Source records
//! Newline-delimited message framing for linewire.
//!
//! Every message on the wire is its payload followed by a single `\n`
//! (0x0A). There is no length prefix and no handshake; the delimiter is the
//! only framing. Payloads must not contain the delimiter.
//!
//! [`FrameReader`] and [`FrameWriter`] are the buffered decoder and encoder
//! used over blocking streams. With the `async` feature, [`NewlineCodec`]
//! provides the same framing for `tokio_util::codec`.

pub mod codec;
pub mod config;
pub mod error;
pub mod reader;
pub mod writer;

#[cfg(feature = "async")]
pub mod async_codec;

pub use codec::{decode_frame, encode_frame, find_delimiter, Frame, DELIMITER};
pub use config::FrameConfig;
pub use error::{FrameError, Result};
pub use reader::FrameReader;
pub use writer::FrameWriter;

#[cfg(feature = "async")]
pub use async_codec::NewlineCodec;
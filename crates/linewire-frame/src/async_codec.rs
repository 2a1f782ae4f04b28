//! `tokio_util` codec for newline-delimited frames.

use bytes::BytesMut;
use tokio_util::codec::{Decoder, Encoder};
use tracing::debug;

use crate::codec::{encode_frame, find_delimiter, split_frame, Frame};
use crate::error::FrameError;

/// Codec for use with `FramedRead` / `FramedWrite`.
///
/// Decoding strips the delimiter; encoding appends it. Bytes left without a
/// delimiter when the stream ends are discarded.
#[derive(Debug, Clone, Default)]
pub struct NewlineCodec {
    // Resume point for the delimiter scan across partial reads.
    next_index: usize,
}

impl NewlineCodec {
    /// Create a codec.
    pub fn new() -> Self {
        Self::default()
    }
}

impl Decoder for NewlineCodec {
    type Item = Frame;
    type Error = FrameError;

    fn decode(&mut self, src: &mut BytesMut) -> Result<Option<Self::Item>, Self::Error> {
        match find_delimiter(src, self.next_index) {
            Some(pos) => {
                self.next_index = 0;
                Ok(Some(split_frame(src, pos)))
            }
            None => {
                self.next_index = src.len();
                Ok(None)
            }
        }
    }

    fn decode_eof(&mut self, src: &mut BytesMut) -> Result<Option<Self::Item>, Self::Error> {
        if let Some(frame) = self.decode(src)? {
            return Ok(Some(frame));
        }
        if !src.is_empty() {
            debug!(
                discarded = src.len(),
                "discarding unterminated bytes at end of stream"
            );
            src.clear();
        }
        self.next_index = 0;
        Ok(None)
    }
}

impl<T: AsRef<[u8]>> Encoder<T> for NewlineCodec {
    type Error = FrameError;

    fn encode(&mut self, item: T, dst: &mut BytesMut) -> Result<(), Self::Error> {
        encode_frame(item.as_ref(), dst);
        Ok(())
    }
}
//! Echo server on the tokio runtime.
//!
//! Run with:
//!   cargo run --example async-echo-server --features async

use linewire::endpoint::{listen_async, EndpointConfig, EndpointError};

#[tokio::main]
async fn main() -> Result<(), Box<dyn std::error::Error>> {
    let address = std::env::args()
        .nth(1)
        .unwrap_or_else(|| "127.0.0.1:7879".to_string());

    eprintln!("Listening on {address}");
    let endpoint = listen_async("tcp", &address, &EndpointConfig::default()).await?;
    eprintln!("Peer connected: {}", endpoint.peer_addr());

    loop {
        match endpoint.recv().await {
            Ok(frame) => endpoint.emit(frame.as_bytes()).await?,
            Err(EndpointError::Terminated) => break,
            Err(err) => return Err(err.into()),
        }
    }

    endpoint.close().await;
    eprintln!("Peer disconnected");
    Ok(())
}
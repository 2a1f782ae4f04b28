use std::io::{Error, ErrorKind};
use std::net::{SocketAddr, TcpListener, TcpStream, ToSocketAddrs};
use std::time::Duration;

use tracing::{debug, info};

use crate::error::{Result, TransportError};
use crate::protocol::Protocol;
use crate::stream::Stream;

/// Resolve `addr` and keep only the candidates admitted by `protocol`.
pub(crate) fn resolve(protocol: Protocol, addr: &str) -> std::io::Result<Vec<SocketAddr>> {
    let candidates: Vec<SocketAddr> = addr
        .to_socket_addrs()?
        .filter(|candidate| protocol.admits(candidate))
        .collect();

    if candidates.is_empty() {
        return Err(Error::new(
            ErrorKind::AddrNotAvailable,
            format!("no {protocol} address found for {addr}"),
        ));
    }
    Ok(candidates)
}

/// Dial a TCP address, trying each resolved candidate in order.
pub(crate) fn connect(protocol: Protocol, addr: &str, timeout: Option<Duration>) -> Result<Stream> {
    let connect_err = |source| TransportError::Connect {
        addr: addr.to_string(),
        source,
    };

    let mut last_err = None;
    for candidate in resolve(protocol, addr).map_err(connect_err)? {
        let attempt = match timeout {
            Some(timeout) => TcpStream::connect_timeout(&candidate, timeout),
            None => TcpStream::connect(candidate),
        };
        match attempt {
            Ok(stream) => {
                debug!(%candidate, "connected over tcp");
                return Ok(Stream::from_tcp(stream));
            }
            Err(err) => {
                debug!(%candidate, error = %err, "tcp connect attempt failed");
                last_err = Some(err);
            }
        }
    }

    Err(connect_err(last_err.unwrap_or_else(|| {
        Error::new(ErrorKind::AddrNotAvailable, "no address candidates")
    })))
}

/// A bound TCP listener.
#[derive(Debug)]
pub struct TcpSocket {
    listener: TcpListener,
}

impl TcpSocket {
    /// Bind to the first resolved candidate that accepts the bind.
    pub fn bind(protocol: Protocol, addr: &str) -> Result<Self> {
        let bind_err = |source| TransportError::Bind {
            addr: addr.to_string(),
            source,
        };

        let listener = TcpListener::bind(&resolve(protocol, addr).map_err(bind_err)?[..])
            .map_err(bind_err)?;
        let local = listener.local_addr().map_err(bind_err)?;
        info!(%local, "listening on tcp");

        Ok(Self { listener })
    }

    /// Accept an incoming connection (blocking).
    pub fn accept(&self) -> Result<Stream> {
        let (stream, peer) = self.listener.accept().map_err(TransportError::Accept)?;
        debug!(%peer, "accepted tcp connection");
        Ok(Stream::from_tcp(stream))
    }

    /// The bound socket address.
    pub fn local_addr(&self) -> Result<SocketAddr> {
        Ok(self.listener.local_addr()?)
    }
}
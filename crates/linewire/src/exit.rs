use std::fmt;
use std::io;

use linewire_endpoint::EndpointError;
use linewire_frame::FrameError;
use linewire_transport::TransportError;

pub const SUCCESS: i32 = 0;
pub const FAILURE: i32 = 1;
pub const TRANSPORT_ERROR: i32 = 3;
pub const PERMISSION_DENIED: i32 = 50;
pub const USAGE: i32 = 64;
pub const INTERRUPTED: i32 = 130;
pub const TIMEOUT: i32 = 124;
pub const INTERNAL: i32 = 125;

pub type CliResult<T> = Result<T, CliError>;

#[derive(Debug)]
pub struct CliError {
    pub code: i32,
    pub message: String,
}

impl CliError {
    pub fn new(code: i32, message: impl Into<String>) -> Self {
        Self {
            code,
            message: message.into(),
        }
    }
}

impl fmt::Display for CliError {
    fn fmt(&self, f: &mut fmt::Formatter<'_>) -> fmt::Result {
        write!(f, "{}", self.message)
    }
}

impl std::error::Error for CliError {}

pub fn io_error(context: &str, err: io::Error) -> CliError {
    let code = match err.kind() {
        io::ErrorKind::PermissionDenied => PERMISSION_DENIED,
        io::ErrorKind::TimedOut | io::ErrorKind::WouldBlock => TIMEOUT,
        io::ErrorKind::ConnectionRefused
        | io::ErrorKind::ConnectionReset
        | io::ErrorKind::BrokenPipe
        | io::ErrorKind::NotFound => FAILURE,
        io::ErrorKind::AddrInUse | io::ErrorKind::AddrNotAvailable => TRANSPORT_ERROR,
        io::ErrorKind::InvalidInput => USAGE,
        _ => INTERNAL,
    };
    CliError::new(code, format!("{context}: {err}"))
}

pub fn transport_error(context: &str, err: TransportError) -> CliError {
    match err {
        TransportError::UnsupportedProtocol(_) => CliError::new(USAGE, format!("{context}: {err}")),
        TransportError::Bind { source, .. }
        | TransportError::Connect { source, .. }
        | TransportError::Accept(source)
        | TransportError::Io(source) => io_error(context, source),
        other => CliError::new(TRANSPORT_ERROR, format!("{context}: {other}")),
    }
}

pub fn frame_error(context: &str, err: FrameError) -> CliError {
    match err {
        FrameError::Io(source) => io_error(context, source),
        FrameError::ConnectionClosed => CliError::new(FAILURE, format!("{context}: {err}")),
    }
}

pub fn endpoint_error(context: &str, err: EndpointError) -> CliError {
    match err {
        EndpointError::Connection(err) | EndpointError::Bind(err) => transport_error(context, err),
        EndpointError::Write(err) => frame_error(context, err),
        EndpointError::Timeout(_) => CliError::new(TIMEOUT, format!("{context}: {err}")),
        EndpointError::Terminated | EndpointError::Closed => {
            CliError::new(FAILURE, format!("{context}: {err}"))
        }
        EndpointError::Spawn(_) => CliError::new(INTERNAL, format!("{context}: {err}")),
    }
}
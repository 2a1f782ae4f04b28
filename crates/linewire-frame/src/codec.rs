use bytes::{BufMut, Bytes, BytesMut};

/// Byte terminating every frame on the wire (`\n`).
pub const DELIMITER: u8 = b'\n';

/// A single newline-delimited message.
///
/// The payload never contains the delimiter: it is stripped on decode and
/// appended on encode.
#[derive(Debug, Clone, PartialEq, Eq)]
pub struct Frame {
    /// The message payload.
    pub payload: Bytes,
}

impl Frame {
    /// Create a new frame.
    pub fn new(payload: impl Into<Bytes>) -> Self {
        Self {
            payload: payload.into(),
        }
    }

    /// The payload bytes.
    pub fn as_bytes(&self) -> &[u8] {
        self.payload.as_ref()
    }

    /// Consume the frame, returning its payload.
    pub fn into_payload(self) -> Bytes {
        self.payload
    }

    /// Payload length in bytes.
    pub fn len(&self) -> usize {
        self.payload.len()
    }

    /// Whether the payload is empty. Empty frames are valid messages.
    pub fn is_empty(&self) -> bool {
        self.payload.is_empty()
    }

    /// The total wire size of this frame (payload + delimiter).
    pub fn wire_size(&self) -> usize {
        self.payload.len() + 1
    }
}

impl AsRef<[u8]> for Frame {
    fn as_ref(&self) -> &[u8] {
        self.payload.as_ref()
    }
}

/// Encode a payload into the wire format: the payload bytes followed by
/// [`DELIMITER`].
///
/// The payload is written as-is. Keeping the delimiter out of payloads is
/// the caller's obligation; an embedded delimiter splits the message in two
/// on the receiving side.
pub fn encode_frame(payload: &[u8], dst: &mut BytesMut) {
    dst.reserve(payload.len() + 1);
    dst.put_slice(payload);
    dst.put_u8(DELIMITER);
}

/// Position of the first delimiter in `src`, starting the scan at `from`.
pub fn find_delimiter(src: &[u8], from: usize) -> Option<usize> {
    src.get(from..)?
        .iter()
        .position(|b| *b == DELIMITER)
        .map(|offset| from + offset)
}

/// Decode one frame from a buffer.
///
/// Returns `None` if the buffer doesn't contain a delimiter yet. On success,
/// consumes the frame bytes (including the delimiter) from the buffer.
pub fn decode_frame(src: &mut BytesMut) -> Option<Frame> {
    let pos = find_delimiter(src, 0)?;
    Some(split_frame(src, pos))
}

/// Split the frame ending at delimiter index `pos` off the front of `src`.
pub(crate) fn split_frame(src: &mut BytesMut, pos: usize) -> Frame {
    let mut line = src.split_to(pos + 1);
    line.truncate(pos);
    Frame {
        payload: line.freeze(),
    }
}

#[cfg(test)]
mod tests {
    use super::*;

    #[test]
    fn encode_appends_delimiter() {
        let mut buf = BytesMut::new();
        encode_frame(b"ping", &mut buf);
        assert_eq!(buf.as_ref(), b"ping\n");
    }

    #[test]
    fn decode_strips_delimiter() {
        let mut buf = BytesMut::from(&b"hello, linewire!\n"[..]);
        let frame = decode_frame(&mut buf).unwrap();

        assert_eq!(frame.as_bytes(), b"hello, linewire!");
        assert!(buf.is_empty());
    }

    #[test]
    fn decode_incomplete() {
        let mut buf = BytesMut::from(&b"no delimiter yet"[..]);
        assert!(decode_frame(&mut buf).is_none());
        assert_eq!(buf.len(), 16, "incomplete data must stay buffered");
    }

    #[test]
    fn multiple_frames_in_order() {
        let mut buf = BytesMut::new();
        encode_frame(b"first", &mut buf);
        encode_frame(b"second", &mut buf);
        buf.put_slice(b"thi");

        assert_eq!(decode_frame(&mut buf).unwrap().as_bytes(), b"first");
        assert_eq!(decode_frame(&mut buf).unwrap().as_bytes(), b"second");
        assert!(decode_frame(&mut buf).is_none());
        assert_eq!(buf.as_ref(), b"thi");
    }

    #[test]
    fn empty_payload_is_a_frame() {
        let mut buf = BytesMut::from(&b"\n\n"[..]);
        let first = decode_frame(&mut buf).unwrap();
        let second = decode_frame(&mut buf).unwrap();
        assert!(first.is_empty());
        assert!(second.is_empty());
        assert!(buf.is_empty());
    }

    #[test]
    fn carriage_return_is_payload() {
        let mut buf = BytesMut::from(&b"line\r\n"[..]);
        assert_eq!(decode_frame(&mut buf).unwrap().as_bytes(), b"line\r");
    }

    #[test]
    fn find_delimiter_from_offset() {
        assert_eq!(find_delimiter(b"a\nb\n", 0), Some(1));
        assert_eq!(find_delimiter(b"a\nb\n", 2), Some(3));
        assert_eq!(find_delimiter(b"a\nb\n", 4), None);
        assert_eq!(find_delimiter(b"ab", 10), None);
    }

    #[test]
    fn frame_wire_size() {
        let frame = Frame::new(Bytes::from_static(b"test"));
        assert_eq!(frame.wire_size(), 5);
        assert_eq!(frame.len(), 4);
        assert_eq!(frame.clone().into_payload(), Bytes::from_static(b"test"));
    }
}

_REQUIREMENT_. Each line in the entries above, starting at the line with "encode_frame(item.as_ref(), dst);" and ending at the line with "let candidates: Vec<SocketAddr> = addr", is to be printed exactly, and only those lines.

_TASK RESPONSE_.
        encode_frame(item.as_ref(), dst);
        Ok(())
    }
}
//! Echo server on the tokio runtime.
//!
//! Run with:
//!   cargo run --example async-echo-server --features async

use linewire::endpoint::{listen_async, EndpointConfig, EndpointError};

#[tokio::main]
async fn main() -> Result<(), Box<dyn std::error::Error>> {
    let address = std::env::args()
        .nth(1)
        .unwrap_or_else(|| "127.0.0.1:7879".to_string());

    eprintln!("Listening on {address}");
    let endpoint = listen_async("tcp", &address, &EndpointConfig::default()).await?;
    eprintln!("Peer connected: {}", endpoint.peer_addr());

    loop {
        match endpoint.recv().await {
            Ok(frame) => endpoint.emit(frame.as_bytes()).await?,
            Err(EndpointError::Terminated) => break,
            Err(err) => return Err(err.into()),
        }
    }

    endpoint.close().await;
    eprintln!("Peer disconnected");
    Ok(())
}
repository 2a1f782ae4f04b28
use std::io::{Error, ErrorKind};
use std::net::{SocketAddr, TcpListener, TcpStream, ToSocketAddrs};
use std::time::Duration;

use tracing::{debug, info};

use crate::error::{Result, TransportError};
use crate::protocol::Protocol;
use crate::stream::Stream;

/// Resolve `addr` and keep only the candidates admitted by `protocol`.
pub(crate) fn resolve(protocol: Protocol, addr: &str) -> std::io::Result<Vec<SocketAddr>> {
    let candidates: Vec<SocketAddr> = addr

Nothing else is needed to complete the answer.